Present — Foster, P.J., Heffernan, Deyo, Santry and Bergan, JJ.
Appeal from award for workmen's compensation. Claimant was found lying on the floor of a washroom on the employer's premises and in the place of employment. She had suffered a fractured hip and other physical injuries. Claimant did not know how she was injured. She had gone to the washroom quickly to get her coat at the end of her day's work. The injury itself was very clearly established. It is also clearly established that the injury occurred on the premises of the employer and during time of employment in a place where claimant had a right to be. That the injury was an accident was a fair inference from the nature of the traumatic condition found. Thus literally the injury could be found to be "sustained" in "the course of his employment" as it was in Matter of Hoffman v.

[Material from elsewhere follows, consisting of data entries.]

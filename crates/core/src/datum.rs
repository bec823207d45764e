//! Datums carried by the oracle record UTxOs.
//!
//! The four records (settings, reward account, reward transport, aggregation
//! state) are each identified on chain by a policy token and carry one of
//! these closed sum types as their datum. Illegal states are not
//! representable: a transport is either `Empty` or `Pending` with a full
//! aggregation payload, never a half-filled record.

use std::collections::BTreeMap;

use serde::{Deserialize, Serialize};

use crate::types::{NodeId, PosixTime};

/// A registered oracle node: the key that signs feeds and the key that gets
/// paid, which may differ.
#[derive(Debug, Clone, PartialEq, Eq, Serialize, Deserialize)]
pub struct Node {
    pub feed_key: NodeId,
    pub payment_key: NodeId,
}

/// Per-round fee schedule.
#[derive(Debug, Clone, Copy, PartialEq, Eq, Serialize, Deserialize)]
pub struct FeeSchedule {
    /// Flat fee owed to each node whose feed enters consensus.
    pub node_fee: u64,
    /// Fee retained by the platform each round.
    pub platform_fee: u64,
}

/// Oracle configuration held by the settings record.
#[derive(Debug, Clone, PartialEq, Eq, Serialize, Deserialize)]
pub struct OracleSettings {
    /// Registered nodes; the order of this list fixes the positional layout
    /// of the reward-account balance list.
    pub nodes: Vec<Node>,
    /// Minimum number of node signatures an aggregation needs.
    pub required_signatures: u64,
    pub fee: FeeSchedule,
    /// How long a published aggregation stays live, in milliseconds.
    pub aggregation_liveness: u64,
    /// Width of the transaction validity window, in milliseconds.
    pub time_uncertainty: u64,
    /// IQR fence multiplier, percent (150 = 1.5 x IQR).
    pub iqr_fence_multiplier: u64,
    /// Median-divergence fallback bound, per mille of the median.
    pub median_divergence_factor: u64,
    pub paused_at: Option<PosixTime>,
    pub closed_at: Option<PosixTime>,
}

impl OracleSettings {
    /// Feed keys in registration order; this is the positional order of the
    /// reward-account balances.
    pub fn node_order(&self) -> Vec<NodeId> {
        self.nodes.iter().map(|n| n.feed_key).collect()
    }

    pub fn is_paused(&self) -> bool {
        self.paused_at.is_some() || self.closed_at.is_some()
    }

    pub fn is_registered(&self, node: &NodeId) -> bool {
        self.nodes.iter().any(|n| &n.feed_key == node)
    }
}

/// The set of node feeds behind one aggregation round, ordered by
/// `(feed value, node id)` so the on-chain representation is canonical.
#[derive(Debug, Clone, PartialEq, Eq, Serialize, Deserialize)]
pub struct AggregateMessage {
    pub node_feeds: Vec<(NodeId, u64)>,
    pub count: u64,
    pub timestamp: PosixTime,
}

impl AggregateMessage {
    /// Builds the canonical message from collected feeds, sorting by
    /// `(feed value, node id)`.
    pub fn from_feeds(feeds: &BTreeMap<NodeId, u64>, timestamp: PosixTime) -> Self {
        let mut node_feeds: Vec<(NodeId, u64)> =
            feeds.iter().map(|(id, feed)| (*id, *feed)).collect();
        node_feeds.sort_by(|a, b| (a.1, a.0).cmp(&(b.1, b.0)));
        AggregateMessage {
            count: node_feeds.len() as u64,
            node_feeds,
            timestamp,
        }
    }

    /// Feed values in canonical (ascending) order.
    pub fn feed_values(&self) -> Vec<u64> {
        self.node_feeds.iter().map(|(_, feed)| *feed).collect()
    }

    pub fn node_ids(&self) -> Vec<NodeId> {
        self.node_feeds.iter().map(|(id, _)| *id).collect()
    }

    /// Count matches and feeds are sorted by `(feed value, node id)`.
    pub fn is_well_formed(&self) -> bool {
        self.count as usize == self.node_feeds.len()
            && self
                .node_feeds
                .windows(2)
                .all(|w| (w[0].1, w[0].0) <= (w[1].1, w[1].0))
    }
}

/// Payload of a pending reward transport.
#[derive(Debug, Clone, PartialEq, Eq, Serialize, Deserialize)]
pub struct Aggregation {
    /// Consensus value committed by this round.
    pub oracle_feed: u64,
    pub message: AggregateMessage,
    /// Node fee frozen at aggregation time; reward processing pays this
    /// even if settings change in between.
    pub node_reward_price: u64,
    /// Total fee paid into the transport for this round.
    pub rewards_amount_paid: u64,
}

/// State of a reward transport record.
#[derive(Debug, Clone, PartialEq, Eq, Serialize, Deserialize)]
pub enum TransportState {
    Empty,
    Pending(Aggregation),
}

/// State of an aggregation state record.
#[derive(Debug, Clone, PartialEq, Eq, Serialize, Deserialize)]
pub enum AggState {
    Empty,
    Published {
        oracle_feed: u64,
        created_at: PosixTime,
        expiry: PosixTime,
    },
}

impl AggState {
    /// Published and past its expiry at `now`; eligible for reuse.
    pub fn is_expired(&self, now: PosixTime) -> bool {
        matches!(self, AggState::Published { expiry, .. } if *expiry <= now)
    }
}

/// Per-node reward balances, positionally aligned with the settings node
/// list.
#[derive(Debug, Clone, Default, PartialEq, Eq, Serialize, Deserialize)]
pub struct RewardAccount {
    pub balances: Vec<u64>,
}

impl RewardAccount {
    pub fn total(&self) -> u64 {
        self.balances.iter().sum()
    }
}

/// Closed sum of every datum an oracle record can carry.
#[derive(Debug, Clone, PartialEq, Eq, Serialize, Deserialize)]
pub enum OracleDatum {
    Settings(OracleSettings),
    RewardAccount(RewardAccount),
    Transport(TransportState),
    AggState(AggState),
}

/// Redeemers accepted by the oracle validator.
#[derive(Debug, Clone, PartialEq, Eq, Serialize, Deserialize)]
pub enum OracleRedeemer {
    /// Spend a transport and commit the round's feeds into it.
    Aggregate(AggregateMessage),
    /// Spend the aggregation state and publish the consensus value.
    PublishFeed,
    /// Spend pending transports and the reward account to pay nodes out.
    ProcessRewards,
}
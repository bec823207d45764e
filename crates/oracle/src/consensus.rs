//! Consensus over node feeds.
//!
//! The consensus value is the linear-interpolated median of the submitted
//! feeds, computed in exact integer arithmetic: a quantile at `num/den` of
//! a sorted list lands at fractional index `num * (n - 1) / den`, and the
//! interpolated value is kept as an exact fraction until the final
//! half-to-even rounding. No floating point anywhere.
//!
//! Outlier fencing uses the interquartile range when enough feeds are
//! present; below the applicability threshold, or when the fence collapses,
//! a per-mille divergence band around the median takes over.

use std::collections::{BTreeMap, BTreeSet};

use tracing::debug;

use feedline_core::NodeId;

/// Minimum feed count for the IQR fence to be meaningful.
pub const IQR_APPLICABILITY_THRESHOLD: usize = 4;

/// Rounds `num / den` half to even. `den` must be positive.
fn round_half_even(num: i128, den: i128) -> i128 {
    debug_assert!(den > 0);
    let floor = num.div_euclid(den);
    let rem = num.rem_euclid(den);
    match (2 * rem).cmp(&den) {
        std::cmp::Ordering::Less => floor,
        std::cmp::Ordering::Greater => floor + 1,
        std::cmp::Ordering::Equal => {
            if floor % 2 == 0 {
                floor
            } else {
                floor + 1
            }
        }
    }
}

/// Exact quantile of a sorted list as a fraction `(numerator, denominator)`.
///
/// The quantile `num/den` sits at index `num * (n - 1) / den`; with integer
/// part `j` and fractional part `g/den` the value is
/// `(den - g) * x[j] + g * x[j + 1]`, all over `den`.
fn quantile_fraction(sorted: &[u64], num: u64, den: u64) -> (u128, u128) {
    debug_assert!(!sorted.is_empty());
    debug_assert!(den > 0 && num <= den);
    let n = sorted.len() as u128;
    let den = den as u128;
    let pos = num as u128 * (n - 1);
    let j = (pos / den) as usize;
    let g = pos % den;
    if g == 0 {
        (sorted[j] as u128 * den, den)
    } else {
        (
            (den - g) * sorted[j] as u128 + g * sorted[j + 1] as u128,
            den,
        )
    }
}

/// Linear-interpolated quantile with half-to-even rounding.
pub fn quantile(sorted: &[u64], num: u64, den: u64) -> u64 {
    let (value_num, value_den) = quantile_fraction(sorted, num, den);
    round_half_even(value_num as i128, value_den as i128) as u64
}

/// Interpolated median of a sorted list.
pub fn median(sorted: &[u64]) -> u64 {
    if sorted.len() == 1 {
        return sorted[0];
    }
    quantile(sorted, 1, 2)
}

/// Inclusive acceptance bounds from the IQR fence.
///
/// `multiplier` is a percentage: 150 means a fence of 1.5 x IQR beyond the
/// quartiles. Bounds are rounded half to even; the lower bound may be
/// negative, hence the signed result.
fn iqr_bounds(sorted: &[u64], multiplier: u64) -> (i128, i128) {
    let (q1, den) = quantile_fraction(sorted, 1, 4);
    let (q3, _) = quantile_fraction(sorted, 3, 4);
    let iqr = q3 as i128 - q1 as i128;
    let fence = multiplier as i128 * iqr;
    let scale = den as i128 * 100;
    let lower = round_half_even(q1 as i128 * 100 - fence, scale);
    let upper = round_half_even(q3 as i128 * 100 + fence, scale);
    (lower, upper)
}

/// Inclusive acceptance band of `factor` per mille around the median.
fn divergence_bounds(median: u64, factor: u64) -> (i128, i128) {
    let delta = median as i128 * factor as i128 / 1000;
    (median as i128 - delta, median as i128 + delta)
}

/// The subset of nodes whose feeds enter consensus and earn rewards.
///
/// A single feed is accepted unconditionally. With at least
/// [`IQR_APPLICABILITY_THRESHOLD`] feeds the IQR fence applies; with fewer,
/// or when the fence collapses to a zero-width range, the median-divergence
/// band takes over.
pub fn consensus_set(
    feeds: &BTreeMap<NodeId, u64>,
    iqr_fence_multiplier: u64,
    median_divergence_factor: u64,
) -> BTreeSet<NodeId> {
    if feeds.is_empty() {
        return BTreeSet::new();
    }
    if feeds.len() == 1 {
        return feeds.keys().copied().collect();
    }

    let mut sorted: Vec<u64> = feeds.values().copied().collect();
    sorted.sort_unstable();
    let mid = median(&sorted);

    let (lower, upper) = if sorted.len() >= IQR_APPLICABILITY_THRESHOLD {
        let bounds = iqr_bounds(&sorted, iqr_fence_multiplier);
        if bounds.1 > bounds.0 {
            bounds
        } else {
            debug!(median = mid, "iqr fence collapsed, using divergence band");
            divergence_bounds(mid, median_divergence_factor)
        }
    } else {
        divergence_bounds(mid, median_divergence_factor)
    };

    feeds
        .iter()
        .filter(|(_, feed)| {
            let feed = **feed as i128;
            lower <= feed && feed <= upper
        })
        .map(|(id, _)| *id)
        .collect()
}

New York Central R.R. Co. ( 290 N.Y. 277). The presumption is, as the statute (Workmen's Compensation Law, § 21) provides, that the claim falls within the act. The injury here is closely similar to the fall on the street considered in Matter of Hoye v. City of New York ( 268 App. Div. 944) and the fall in the passenger terminal considered in Matter of Bauer v. City of New York ( 252 App. Div. 802). (Cf. Matter of Welz v. Markel Service, 270 App. Div. 15; Matter of Kefford v. Federal Reserve Bank, 246 App. Div. 660, and Matter of Gallagher v. Mundett Cork Co., 269 App. Div. 793.) Award unanimously affirmed, with costs to the Workmen's Compensation Board.